Our focus is rule construction, especially the left-hand side of rules. The rationale for this focus is that we must know the situation to be addressed before an action can be identified. Today, two broad approaches are used to specify the left-hand side of rules. The first is based on universal truths, such as exploiting topology information to make inferences about connectivity (e.g., [YeLkMoYeOh96]). Unfortunately,

there remains a broad range of problems that are not addressed by universal truths. For these, human experts must construct correlation rules, a process that is time consuming and error prone.

We propose two approaches to assist experts in rule construction. The first is to visualize large volumes of event data to aid in determining relationships between events. The second employs data mining techniques to automate the search for patterns. These approaches can be used separately, but they are most effective when employed in combination.

To elaborate, consider the events displayed in Figure 2. These events were collected from a corporate intranet over a three day period. The events consist of SNMP traps such as “threshold violated”, “connection-closed”, “port-up”, and “port-down”. The x-axis is time, and the y-axis is the host from which the event originated. The latter are encoded as integers between 1 and 149, the number of hosts present. Note that while this plot contains a considerable amount of information, little can be discerned in terms of patterns.

Now, consider Figure 3. Here, the hosts are ordered in a way to reveal patterns (as in [MaHe99]), many of which provide the basis for constructing correlation rules. For example, pattern 1 consists of “threshold violated” and “threshold reset” events that occur every thirty seconds. Such a pattern may be indicative of hosts nearing their capacity limits. Pattern 2 has a cloud-like appearance that consists of “port-up” and “port-down” events generated as a result of mobile users connecting to and disconnecting from hubs. Such patterns are probably of little interest to the operations staff and hence should be filtered since they represent normal behavior. Pattern 3, which happens every day at 2:00pm, consists of SNMP “request” and “authentication failure” events. This is most likely due to an improperly configured monitor. Pattern 4 is a series of link-up and link-down events that resulted from a software problem on a group of hubs.

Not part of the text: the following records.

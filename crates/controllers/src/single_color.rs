//! Single-color LEDs multiplexed through a chained PWM driver chip.

use core::fmt::Debug;

use amiacs_core::{
    math8::map8_to, Brightness, ChipClient, ChipSession, Controller, ControllerKind,
    ControllerState, Error, Luma, PixelSource, Result, SegmentConfig,
};

use crate::{ChannelMap, Sequential};

/// What to do with pixels that do not fit into the segment.
#[derive(Debug, Clone, Copy, PartialEq, Eq, Default)]
pub enum OverrunPolicy {
    /// Fail the frame with [`Error::ChannelOverrun`] without committing it.
    #[default]
    Reject,
    /// Ignore the rest of the stream and commit what fits.
    Truncate,
}

/// Chip-multiplexed single-color controller.
///
/// Every pixel of the stream is collapsed into a single brightness value by the
/// [`Brightness`] strategy, rescaled to the chip PWM resolution and assigned to the chip
/// channel given by the [`ChannelMap`]. All channel writes of a frame are sent to the chip
/// in a single commit, so LEDs never update at different times within one frame.
pub struct SingleColorChipController<C: ChipClient, B = Luma, M = Sequential> {
    client: C,
    config: SegmentConfig,
    session: Option<C::Session>,
    state: ControllerState,

    brightness: B,
    channels: M,
    overrun: OverrunPolicy,
}

impl<C, B, M> Debug for SingleColorChipController<C, B, M>
where
    C: ChipClient + Debug,
    C::Session: Debug,
    B: Debug,
    M: Debug,
{
    fn fmt(&self, f: &mut core::fmt::Formatter<'_>) -> core::fmt::Result {
        f.debug_struct("SingleColorChipController")
            .field("client", &self.client)
            .field("config", &self.config)
            .field("session", &self.session)
            .field("state", &self.state)
            .field("brightness", &self.brightness)
            .field("channels", &self.channels)
            .field("overrun", &self.overrun)
            .finish()
    }
}

impl<C: ChipClient> SingleColorChipController<C> {
    /// Creates a new controller with luma brightness and sequential channel assignment.
    ///
    /// The chip session is opened later, by [`Controller::init`].
    pub fn new(client: C, config: SegmentConfig) -> Result<Self> {
        config.validate()?;
        Ok(Self {
            client,
            config,
            session: None,
            state: ControllerState::Uninitialized,
            brightness: Luma,
            channels: Sequential,
            overrun: OverrunPolicy::default(),
        })
    }
}

impl<C, B, M> SingleColorChipController<C, B, M>
where
    C: ChipClient,
    B: Brightness,
    M: ChannelMap,
{
    /// Replaces the brightness derivation strategy.
    pub fn with_brightness<T>(self, brightness: T) -> SingleColorChipController<C, T, M>
    where
        T: Brightness,
    {
        SingleColorChipController {
            client: self.client,
            config: self.config,
            session: self.session,
            state: self.state,
            brightness,
            channels: self.channels,
            overrun: self.overrun,
        }
    }

    /// Replaces the pixel position to chip channel assignment.
    pub fn with_channel_map<T>(self, channels: T) -> SingleColorChipController<C, B, T>
    where
        T: ChannelMap,
    {
        SingleColorChipController {
            client: self.client,
            config: self.config,
            session: self.session,
            state: self.state,
            brightness: self.brightness,
            channels,
            overrun: self.overrun,
        }
    }

    #[must_use]
    pub fn with_overrun_policy(mut self, overrun: OverrunPolicy) -> Self {
        self.overrun = overrun;
        self
    }

    pub fn config(&self) -> &SegmentConfig {
        &self.config
    }

    pub fn client(&self) -> &C {
        &self.client
    }

    /// Returns the chip session, if the controller has been initialized.
    pub fn session(&self) -> Option<&C::Session> {
        self.session.as_ref()
    }

    /// Returns the number of leading pixels of the source which fit into the segment.
    ///
    /// Only peeks at the source, the cursor is left untouched.
    fn fitting_pixels<S>(&self, pixels: &S) -> Result<usize>
    where
        S: PixelSource + ?Sized,
    {
        let capacity = self.config.capacity;

        let mut position = 0;
        while pixels.has(position + 1) {
            let target = self.channels.channel(position);
            if target.is_some_and(|channel| channel < capacity) {
                position += 1;
                continue;
            }

            let channel = target.unwrap_or(position);
            match self.overrun {
                OverrunPolicy::Reject => {
                    log::warn!(
                        "Pixel {} targets channel {} of {}, dropping the frame",
                        position,
                        channel,
                        capacity
                    );
                    return Err(Error::ChannelOverrun { channel, capacity });
                }
                OverrunPolicy::Truncate => {
                    log::warn!(
                        "Pixel {} targets channel {} of {}, truncating the frame",
                        position,
                        channel,
                        capacity
                    );
                    break;
                }
            }
        }
        Ok(position)
    }
}

impl<C, B, M> Controller for SingleColorChipController<C, B, M>
where
    C: ChipClient,
    B: Brightness,
    M: ChannelMap,
{
    const KIND: ControllerKind = ControllerKind::Streaming;

    fn init(&mut self) -> Result<()> {
        // Outputs are not known to be dark until the zeroing commit succeeds.
        let needs_begin = self.state == ControllerState::Uninitialized;
        self.state = ControllerState::Uninitialized;

        if self.session.is_none() {
            self.session = Some(self.client.open(&self.config)?);
        }
        let session = self.session.as_mut().ok_or(Error::NotInitialized)?;
        if needs_begin {
            session.begin()?;
        }

        for channel in 0..self.config.capacity {
            session.set_channel_level(channel, 0)?;
        }
        session.commit()?;

        log::debug!(
            "Chip controller is ready: {} channels, clock {}, data {}, latch {}",
            self.config.capacity,
            self.config.clock,
            self.config.data,
            self.config.latch
        );
        self.state = ControllerState::Ready;
        Ok(())
    }

    fn show_pixels<S>(&mut self, pixels: &mut S) -> Result<()>
    where
        S: PixelSource + ?Sized,
    {
        if self.state != ControllerState::Ready {
            return Err(Error::NotInitialized);
        }
        // Nothing is staged until the whole frame is known to fit.
        let count = self.fitting_pixels(pixels)?;

        let session = self.session.as_mut().ok_or(Error::NotInitialized)?;
        let capacity = self.config.capacity;
        for position in 0..count {
            let channel = self
                .channels
                .channel(position)
                .ok_or(Error::ChannelOverrun {
                    channel: position,
                    capacity,
                })?;

            let color = pixels.load_and_scale();
            let brightness = self.brightness.brightness(color);
            let level = map8_to(brightness, <C::Session as ChipSession>::MAX_LEVEL);
            session.set_channel_level(channel, level)?;

            pixels.step_dithering();
            pixels.advance_data();
        }

        log::trace!("Rendered {} pixels", count);
        session.commit()
    }

    fn state(&self) -> ControllerState {
        self.state
    }
}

In a well managed installation, errors are rare. Thus months of data are needed to identify actionable abnormalities. These data volumes can be substantial. For example, several installations we work with routinely collect five million events per week. Given the large volume of data and the different time scales at which patterns may be present, it is difficult to systematically identify patterns only through visualization. Clearly, automation is needed as well.

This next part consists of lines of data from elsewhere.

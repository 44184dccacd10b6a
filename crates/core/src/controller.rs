//! Controller lifecycle contract.

use crate::{PixelSource, Result};

/// How much of the pixel stream a controller consumes per frame.
#[derive(Debug, Clone, Copy, PartialEq, Eq)]
pub enum ControllerKind {
    /// Reads a single representative pixel per frame, the rest of the stream is ignored.
    SingleFixture,
    /// Consumes the whole pixel stream, one output channel per pixel.
    Streaming,
}

#[derive(Debug, Clone, Copy, PartialEq, Eq, Default)]
pub enum ControllerState {
    #[default]
    Uninitialized,
    Ready,
}

/// Hardware output adapter driven by the pixel-streaming framework.
///
/// The framework calls [`Controller::init`] once and then [`Controller::show_pixels`]
/// once per animation frame. Calls are never concurrent.
pub trait Controller {
    /// Consumption contract of this controller.
    const KIND: ControllerKind;

    /// Prepares the outputs and drives every one of them to zero brightness.
    ///
    /// Calling it again resets the outputs to the dark state.
    fn init(&mut self) -> Result<()>;

    /// Renders a single frame read from the given pixel source.
    fn show_pixels<S>(&mut self, pixels: &mut S) -> Result<()>
    where
        S: PixelSource + ?Sized;

    /// Returns the current lifecycle state.
    fn state(&self) -> ControllerState;
}
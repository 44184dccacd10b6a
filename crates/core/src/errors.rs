use core::fmt::Debug;

use displaydoc::Display;

/// A specialized result type for the LED output adapters.
pub type Result<T> = core::result::Result<T, Error>;

/// Errors that can occur while driving LED outputs.
#[derive(Clone, Copy, PartialEq, Eq, Display, Debug)]
pub enum Error {
    /// Invalid controller configuration: {0}
    Configuration(ConfigurationError),
    /// Channel {channel} is out of range, the segment has only {capacity} channels.
    ChannelOverrun { channel: usize, capacity: usize },
    /// The controller has not been initialized yet.
    NotInitialized,
    /// The output hardware reported an error.
    Output,
}

/// Misconfigured wiring detected while constructing a controller or a chip session.
#[derive(Clone, Copy, PartialEq, Eq, Display, Debug)]
pub enum ConfigurationError {
    /// pin {0} is assigned to more than one output line
    DuplicatePin(u8),
    /// pin {0} cannot be driven by this output
    UnknownPin(u8),
    /// the segment must contain at least one channel
    EmptySegment,
    /// the segment capacity {capacity} exceeds the maximum of {max} channels
    SegmentTooLarge { capacity: usize, max: usize },
    /// the segment capacity {capacity} is not a multiple of {chip_channels} chip channels
    SegmentSizeMismatch {
        capacity: usize,
        chip_channels: usize,
    },
    /// the segment is already owned by another session
    SegmentInUse,
}

impl Error {
    /// Creates a new output hardware error.
    ///
    /// `embedded-hal` errors only promise `Debug`, so the source error is logged here
    /// instead of being carried along.
    pub fn output<E>(err: E) -> Self
    where
        E: Debug,
    {
        log::error!("Output hardware error: {:?}", err);
        Self::Output
    }
}

impl From<ConfigurationError> for Error {
    fn from(err: ConfigurationError) -> Self {
        Self::Configuration(err)
    }
}

#[cfg(feature = "std")]
impl std::error::Error for Error {}

#[cfg(feature = "std")]
impl std::error::Error for ConfigurationError {}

Our approach to this automation makes use of data mining. Data mining is a mixture of statistical and data management techniques that provide a way to cluster categorical data so as to find “interesting” combinations (e.g., hub “cold start” trap is often preceded by “CPU threshold violated”). Considerable work has been done in mining transactional data (e.g., supermarket purchases), much of which is based on [AgImSw93] and [AgSr94]. For event data, time plays an important role. Follow-on research has pursued two directions that address this requirement. The first, sequential data mining (e.g., [AgSr95]), takes into account the sequences of events rather than just their occurrence. The second, temporal data mining (e.g., [MaToVe97]), considers the time between event occurrences. Data mining has been applied to numerous domains. [ApHo94] discuss the construction of rules based for capital markets. [CoSrMo97] describes approaches to finding patterns in web accesses. [ApWeGr93] discusses prediction of defects in disk drives. [MaToVe97] addresses sequential mining in the context of telecommunications events. The latter, while closely related to our interests, uses event data to motivate temporal associations, not to identify characteristic patterns and their interpretation. In summary, while much foundational work has been done on data mining and some consideration have been made that pertain to mining event data, no one has addressed the specifics of patterns that arise in enterprise event management.

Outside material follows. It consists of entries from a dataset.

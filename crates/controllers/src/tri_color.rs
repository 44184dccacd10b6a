//! Single tri-color LED fixture driven by three analog lines.

use amiacs_core::{
    AnalogOutput, ConfigurationError, Controller, ControllerKind, ControllerState, Error,
    PixelSource, Result, TriColorPins,
};

/// Direct tri-color controller.
///
/// Each frame takes exactly one pixel from the source, assuming the framework has
/// already collapsed the whole strip into one representative color. Channels 0, 1 and 2
/// of that pixel drive the red, green and blue lines respectively.
#[derive(Debug)]
pub struct TriColorController<A> {
    output: A,
    pins: TriColorPins,
    state: ControllerState,
}

impl<A: AnalogOutput> TriColorController<A> {
    /// Creates a new controller, checking that every pin is distinct and drivable.
    pub fn new(output: A, pins: TriColorPins) -> Result<Self> {
        pins.validate()?;
        if let Some(pin) = pins.as_array().into_iter().find(|pin| !output.is_valid_pin(*pin)) {
            return Err(ConfigurationError::UnknownPin(pin.0).into());
        }

        Ok(Self {
            output,
            pins,
            state: ControllerState::Uninitialized,
        })
    }

    pub fn pins(&self) -> TriColorPins {
        self.pins
    }

    pub fn output(&self) -> &A {
        &self.output
    }

    pub fn output_mut(&mut self) -> &mut A {
        &mut self.output
    }

    /// Returns back the underlying output.
    pub fn into_inner(self) -> A {
        self.output
    }

    fn write(&mut self, levels: [u8; 3]) -> Result<()> {
        for (pin, level) in self.pins.as_array().into_iter().zip(levels) {
            self.output.write_analog_level(pin, level)?;
        }
        Ok(())
    }
}

impl<A: AnalogOutput> Controller for TriColorController<A> {
    const KIND: ControllerKind = ControllerKind::SingleFixture;

    fn init(&mut self) -> Result<()> {
        for pin in self.pins.as_array() {
            self.output.configure_as_output(pin)?;
        }
        self.write([0; 3])?;

        log::debug!(
            "Tri-color controller is ready: red {}, green {}, blue {}",
            self.pins.red,
            self.pins.green,
            self.pins.blue
        );
        self.state = ControllerState::Ready;
        Ok(())
    }

    fn show_pixels<S>(&mut self, pixels: &mut S) -> Result<()>
    where
        S: PixelSource + ?Sized,
    {
        if self.state != ControllerState::Ready {
            return Err(Error::NotInitialized);
        }
        // Nothing to show, the lines keep their previous levels.
        if !pixels.has(1) {
            return Ok(());
        }

        let r = pixels.load_and_scale0();
        let g = pixels.load_and_scale1();
        let b = pixels.load_and_scale2();
        self.write([r, g, b])?;

        pixels.step_dithering();
        pixels.advance_data();
        Ok(())
    }

    fn state(&self) -> ControllerState {
        self.state
    }
}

The remainder of this paper is organized as follows. Section 2 provides background on data mining. Sections 3, 4, and 5 describe, several patterns of particular interest in event management—event bursts, periodic patterns, and mutually dependent patterns. Our conclusions are contained in Section 6.

2. Data mining background

This section provides a brief overview of data mining as it pertains to the analysis of event data. We begin by describing market basket analysis, the context in which data mining was first proposed. Then, we discuss efficiency considerations, a topic of particular importance given the large size of event histories that must be mined. Last, we show how traditional data mining relates to event mining.

Market basket analysis originated from looking at data from supermarkets. The context is as follows. Each customer has a basket of goods. The question addressed is “Which items, when purchased, indicate that another item will be purchased as well?” This is commonly referred to as an association rule. For example, early studies found that when diapers are purchased beer is frequently purchased as well. Association rules indicate a one-way dependency. For example, it turns out that purchasers of beer are, in general, not particularly inclined to buy diapers.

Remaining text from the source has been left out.